Intended for healthcare professionals

Opinion Acute Perspective

David Oliver: Will block purchasing care home beds solve the urgent care crisis?

BMJ 2023; 380 doi: https://doi.org/10.1136/bmj.p83 (Published 12 January 2023) Cite this as: BMJ 2023;380:p83
  1. David Oliver, consultant in geriatrics and acute general medicine
  1. Berkshire
  1. davidoliver372{at}googlemail.com
    Follow David on Twitter @mancunianmedic

On 9 January Steve Barclay, England’s health and social care secretary, announced some urgent actions to tackle the extreme pressures on emergency ambulance and hospital care.1 This followed the prime minister’s “summit” on 7 January, where Rishi Sunak consulted leading healthcare figures on potential solutions for urgent, elective, and primary care.2

Barclay’s central announcement concerned an additional £200m for the NHS to buy 3000 beds in care homes, hotels, independent hospitals, hospices, or hotels. The previous week, the i newspaper had reported that three NHS areas in the south west planned to discharge patients into hotels to “ease bed blocking and the A&E crisis.”3

It’s easy to see the rationale behind this. Of just over 100 000 general and acute beds in England, around 13 000 are occupied by patients who are medically fit to leave hospital but are awaiting step-down health and social care services.4

We already have the lowest per capita bed base among developed nations, and hospital wards are so full that every day is a struggle to find beds.5 This knocks on into overcrowding and long waits in emergency departments, delayed ambulance handovers, and worse ambulance response times as a result. All of these things place patients at risk—especially the old and frail ones—and put further pressure on the system. So, why not try to move some patients out of hospital sooner?
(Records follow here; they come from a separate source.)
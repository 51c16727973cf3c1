//! Document directory scanner.
//!
//! Every immediate subdirectory of the data directory is one document. Its
//! name carries the scan date (`YYYYMMDD_HHMM[_anything]`) and its files are
//! recognised by name:
//!
//! | File | Meaning |
//! |------|---------|
//! | `labels` | one `name,color` label per line |
//! | `extra.txt` | optional `#title` first line, then keywords |
//! | `doc.pdf` | the document, as a single PDF |
//! | `paper.N.jpg` / `paper.N.png` | original page image N |
//! | `paper.N.edited.jpg` / `.png` | edited page image N, wins over the original |
//! | `paper.N.thumb.jpg` | thumbnail candidate |
//! | `paper.N.words` | OCR boxes, ignored |

use anyhow::{Context, Result};
use chrono::{Local, NaiveDateTime, TimeZone};
use regex::Regex;
use std::io;
use std::path::Path;
use std::sync::LazyLock;
use walkdir::{DirEntry, WalkDir};

use crate::error::BuildError;
use crate::models::{Document, DocumentSet, Label};
use crate::pdf::PdfInspector;
use crate::warnings::{WarningKind, Warnings};

static DIR_NAME: LazyLock<Regex> =
    LazyLock::new(|| Regex::new(r"^([0-9]{8}_[0-9]{4})(?:_.*)?$").expect("valid regex"));
static ORIGINAL_IMAGE: LazyLock<Regex> =
    LazyLock::new(|| Regex::new(r"^paper\.([0-9]+)\.(?:jpg|png)$").expect("valid regex"));
static EDITED_IMAGE: LazyLock<Regex> =
    LazyLock::new(|| Regex::new(r"^paper\.([0-9]+)\.edited\.(?:jpg|png)$").expect("valid regex"));
static THUMBNAIL: LazyLock<Regex> =
    LazyLock::new(|| Regex::new(r"^paper\.([0-9]+)\.thumb\.jpg$").expect("valid regex"));
static WORDS: LazyLock<Regex> =
    LazyLock::new(|| Regex::new(r"^paper\.[0-9]+\.words$").expect("valid regex"));

/// What a file in a document directory is, judged by its name only.
#[derive(Debug, Clone, Copy, PartialEq, Eq)]
pub enum FileKind {
    Labels,
    Extra,
    Pdf,
    Original(u32),
    Edited(u32),
    Thumbnail(u32),
    Words,
    Unknown,
}

pub fn classify_file(name: &str) -> FileKind {
    fn page(re: &Regex, name: &str) -> Option<u32> {
        re.captures(name)?.get(1)?.as_str().parse().ok()
    }

    match name {
        "labels" => return FileKind::Labels,
        "extra.txt" => return FileKind::Extra,
        "doc.pdf" => return FileKind::Pdf,
        _ => {}
    }
    if let Some(n) = page(&ORIGINAL_IMAGE, name) {
        FileKind::Original(n)
    } else if let Some(n) = page(&EDITED_IMAGE, name) {
        FileKind::Edited(n)
    } else if let Some(n) = page(&THUMBNAIL, name) {
        FileKind::Thumbnail(n)
    } else if WORDS.is_match(name) {
        FileKind::Words
    } else {
        FileKind::Unknown
    }
}

/// Epoch milliseconds of the date encoded in a directory name, read as
/// local time. `None` when the name does not start with a valid date.
pub fn parse_dir_date(name: &str) -> Option<i64> {
    let stamp = DIR_NAME.captures(name)?.get(1)?.as_str();
    let naive = NaiveDateTime::parse_from_str(stamp, "%Y%m%d_%H%M").ok()?;
    let local = Local
        .from_local_datetime(&naive)
        .earliest()
        .map(|dt| dt.timestamp_millis())
        // Skipped by a DST jump: no such local time, keep the wall clock.
        .unwrap_or_else(|| naive.and_utc().timestamp_millis());
    Some(local)
}

/// Scan every document directory under `root`.
pub fn scan_data_dir(
    root: &Path,
    pdf: &dyn PdfInspector,
    warnings: &Warnings,
) -> Result<DocumentSet> {
    println!("Scanning {}", root.display());

    let mut documents = DocumentSet::new();
    for entry in list_dir(root)? {
        if !entry.file_type().is_dir() {
            continue;
        }
        let doc = scan_doc_dir(entry.path(), pdf, warnings)?;
        documents.insert(doc.name.clone(), doc);
    }

    println!("Found {} documents", documents.len());
    Ok(documents)
}

/// Build the [`Document`] for one directory.
///
/// A directory without a dated name yields an inert document. A dated
/// directory with neither PDF nor images is a [`BuildError::NoParts`].
pub fn scan_doc_dir(dir: &Path, pdf: &dyn PdfInspector, warnings: &Warnings) -> Result<Document> {
    let name = dir
        .file_name()
        .map(|n| n.to_string_lossy().to_string())
        .unwrap_or_default();
    let mut doc = Document::new(name);

    match parse_dir_date(&doc.name) {
        Some(date) => doc.date = date,
        None => {
            warnings.emit(WarningKind::UnexpectedDirectory, &doc.name);
            doc.inert = true;
            return Ok(doc);
        }
    }

    let mut thumbs: Vec<(u32, String)> = Vec::new();

    for entry in list_dir(dir)? {
        if !entry.file_type().is_file() {
            continue;
        }
        let path = entry.path();
        let file_name = entry.file_name().to_string_lossy().to_string();

        match classify_file(&file_name) {
            FileKind::Labels => {
                doc.labels = read_text(path)?
                    .lines()
                    .filter(|l| !l.is_empty())
                    .map(Label::parse)
                    .collect();
            }
            FileKind::Extra => {
                let original = read_text(path)?;
                let mut extras: Vec<&str> = original.lines().collect();
                let title = extras
                    .first()
                    .and_then(|l| l.strip_prefix('#'))
                    .map(|t| t.trim().to_string());
                if title.is_some() {
                    doc.title = title;
                    extras.remove(0);
                }
                doc.extra_keywords = Some(extras.join(" "));
                doc.original_extra = Some(original);
            }
            FileKind::Pdf => {
                doc.size = file_size(&entry)?;
                doc.parts.push(file_name);
                match pdf.inspect(path) {
                    Ok(info) => {
                        doc.page_count = info.page_count;
                        doc.pdf_title = info.title;
                    }
                    Err(e) => {
                        warnings.emit(
                            WarningKind::PdfError,
                            format!("Error '{}' : {}", path.display(), e),
                        );
                        doc.page_count = 0;
                        doc.pdf_title = None;
                    }
                }
            }
            FileKind::Original(n) => {
                doc.image_sizes.insert(file_name.clone(), file_size(&entry)?);
                doc.original_images.insert(n, file_name);
            }
            FileKind::Edited(n) => {
                doc.image_sizes.insert(file_name.clone(), file_size(&entry)?);
                doc.edited_images.insert(n, file_name);
            }
            FileKind::Thumbnail(n) => thumbs.push((n, file_name)),
            FileKind::Words => {}
            FileKind::Unknown => warnings.emit(
                WarningKind::UnknownFileType,
                format!("unknown file type in {}: \"{}\"", dir.display(), file_name),
            ),
        }
    }

    resolve_parts(&mut doc, dir, warnings);

    thumbs.sort();
    doc.thumbnail = thumbs.into_iter().next().map(|(_, name)| name);

    if doc.title.as_deref().map_or(true, str::is_empty) {
        warnings.emit(
            WarningKind::MissingTitle,
            format!("Missing title : '{}'", dir.display()),
        );
    }

    if doc.parts.is_empty() {
        return Err(BuildError::NoParts {
            dir: dir.to_path_buf(),
        }
        .into());
    }

    Ok(doc)
}

/// A PDF is the only part when present. Otherwise the parts are the page
/// images in page order, the edited image replacing the original.
fn resolve_parts(doc: &mut Document, dir: &Path, warnings: &Warnings) {
    if !doc.parts.is_empty() {
        if !doc.original_images.is_empty() {
            warnings.emit(
                WarningKind::MultipleTypes,
                format!("both PDF and images for '{}', images ignored", dir.display()),
            );
        } else if !doc.edited_images.is_empty() {
            warnings.emit(
                WarningKind::PdfWithEditedImages,
                format!(
                    "Ignoring {} edited images for PDF '{}'",
                    doc.edited_images.len(),
                    dir.display()
                ),
            );
        }
        return;
    }

    let mut pages = doc.original_images.clone();
    pages.extend(doc.edited_images.clone());
    doc.parts = pages.into_values().collect();
    doc.size = doc
        .parts
        .iter()
        .map(|p| doc.image_sizes.get(p).copied().unwrap_or(0))
        .sum();
    doc.page_count = doc.parts.len() as u32;
}

/// Entries directly under `dir`, sorted by name, with symlinks followed.
/// Links whose target no longer exists are skipped.
fn list_dir(dir: &Path) -> Result<Vec<DirEntry>> {
    let walker = WalkDir::new(dir)
        .min_depth(1)
        .max_depth(1)
        .follow_links(true)
        .sort_by_file_name();
    let mut entries = Vec::new();
    for entry in walker {
        match entry {
            Ok(entry) => entries.push(entry),
            Err(e) if is_dangling_link(&e) => {
                tracing::debug!(path = ?e.path(), "skipping dangling symlink");
            }
            Err(e) => {
                return Err(e).with_context(|| format!("Failed to list {}", dir.display()));
            }
        }
    }
    Ok(entries)
}

fn is_dangling_link(err: &walkdir::Error) -> bool {
    let not_found = err.io_error().map(io::Error::kind) == Some(io::ErrorKind::NotFound);
    not_found
        && err
            .path()
            .and_then(|p| p.symlink_metadata().ok())
            .is_some_and(|m| m.file_type().is_symlink())
}

fn file_size(entry: &DirEntry) -> Result<u64> {
    let metadata = entry
        .metadata()
        .with_context(|| format!("Failed to stat {}", entry.path().display()))?;
    Ok(metadata.len())
}

/// Read a text file with all line endings normalised to `\n`.
fn read_text(path: &Path) -> Result<String> {
    let raw = std::fs::read_to_string(path)
        .with_context(|| format!("Failed to read {}", path.display()))?;
    Ok(raw.replace("\r\n", "\n").replace('\r', "\n"))
}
Also, during the pandemic the “covid discharge fund” and new rules to streamline processes around care transfers had enabled more people to leave hospital sooner, until those community services got saturated (as these services have workforce and capacity gaps of their own) and the funding stream was ended.

Assessment processes

But what’s the substance of Barclay’s announcement, and can it help the system or the patients transferred into these settings? His predecessor, Thérèse Coffey, had pledged £500m to help with hospital discharges back in September,6 but it was slow to arrive in the system and only £200m was given to the NHS, making the “new money” look like sleight of hand.
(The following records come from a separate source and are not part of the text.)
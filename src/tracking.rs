//! Read-only access to the document tracking database.
//!
//! The tracking database belongs to the scanning application; this module
//! never creates or writes it.

use anyhow::{bail, Context, Result};
use sqlx::sqlite::{SqliteConnectOptions, SqlitePoolOptions};
use sqlx::Row;
use std::path::Path;

use crate::models::TrackingRecord;

/// Load every tracked document, oldest modification first.
pub async fn load_records(path: &Path) -> Result<Vec<TrackingRecord>> {
    println!("Adding metadata from {}", path.display());

    if !path.is_file() {
        bail!("Tracking database does not exist: {}", path.display());
    }

    let options = SqliteConnectOptions::new()
        .filename(path)
        .read_only(true)
        .create_if_missing(false);
    let pool = SqlitePoolOptions::new()
        .max_connections(1)
        .connect_with(options)
        .await
        .with_context(|| format!("Failed to open tracking database: {}", path.display()))?;

    let rows = sqlx::query("SELECT DOC_ID, TEXT, MTIME FROM DOCUMENTS ORDER BY MTIME")
        .fetch_all(&pool)
        .await
        .with_context(|| "Failed to read DOCUMENTS from tracking database")?;

    let records = rows
        .iter()
        .map(|row| -> Result<TrackingRecord> {
            let text: Option<String> = row.try_get("TEXT")?;
            Ok(TrackingRecord {
                doc_id: row.try_get("DOC_ID")?,
                text: text.unwrap_or_default(),
                mtime_secs: row.try_get("MTIME")?,
            })
        })
        .collect::<Result<Vec<_>>>()?;

    pool.close().await;
    Ok(records)
}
The experience with the original covid discharge fund in 2020-22 was mixed. There were considerable concerns about mass transfer of untested or infectious patients to care homes, risking covid outbreaks. The need for speed meant that normal assessment processes and choice about destination set out in the 2014 Care Act were subverted.7 And how much actual “assessment” came with “discharge to assess” beds?

A recent study in the Health Service Journal found that many patients had been “warehoused” and “lost in the system,”8 with little focus on ongoing reassessment, rehabilitation, or medical input and little information on how many of them then managed to return home or to a care home of their choice. We have to ensure that this doesn’t happen all over again.

Only around 15% of “medically fit for discharge” patients are awaiting a permanent placement in a care home. The rest are waiting for personal care at home, for ongoing NHS or joint NHS/social care rehabilitation and support in their own home or community facilities, or for funding and needs assessment, equipment, or end of life care.

As a geriatrician looking after such patients daily, I know just how medically complex, frail, and vulnerable many of them are, often with a combination of functional and cognitive impairment, multiple long term conditions, and considerable stress and concern among their (often elderly) family caregivers. We should not underestimate the needs of people deemed fit enough to be discharged into hotels for support and supervision. Those who need rehabilitation and not just care will need physiotherapy, occupational therapy, and rehab assistants—professions that also have workforce gaps. For patients who need medical review, there’s not enough GP, geriatrician, advance practitioner, or district nursing time to guarantee it.

For those who are trying to return to their own home with support, how will transferring them from one bedded facility to another help them regain their independence, as opposed to further institutionalising them? And, at the end of the care home stay, how do we avoid just moving the “exit block” from hospital to care home? Although Barclay announced four week limits, there will still be problems moving people on at the end because there’s no increase in the workforce needed to do this.

Competing for staff

We already have insufficient hospice capacity.9 The care home market is under sustained pressure with little spare capacity, and the overall number of nursing and residential home places is shrinking.10 What’s more, the social sector is short of 165 000 workers, about 8% of the workforce.11 It’s now competing with other low wage sectors, and with the NHS itself, for staff. Brexit and points based immigration rules have made things harder still.

Meanwhile, despite its latest sticking plaster gimmick, the government has completely failed to address long term social care funding or provision, or the gaps in community health services that could support people at home.12

I’m sure that the money and the beds will help some people leave hospital sooner. But they are no panacea. And we should not forget to find out what happens to those people once they’ve left the hospital estate.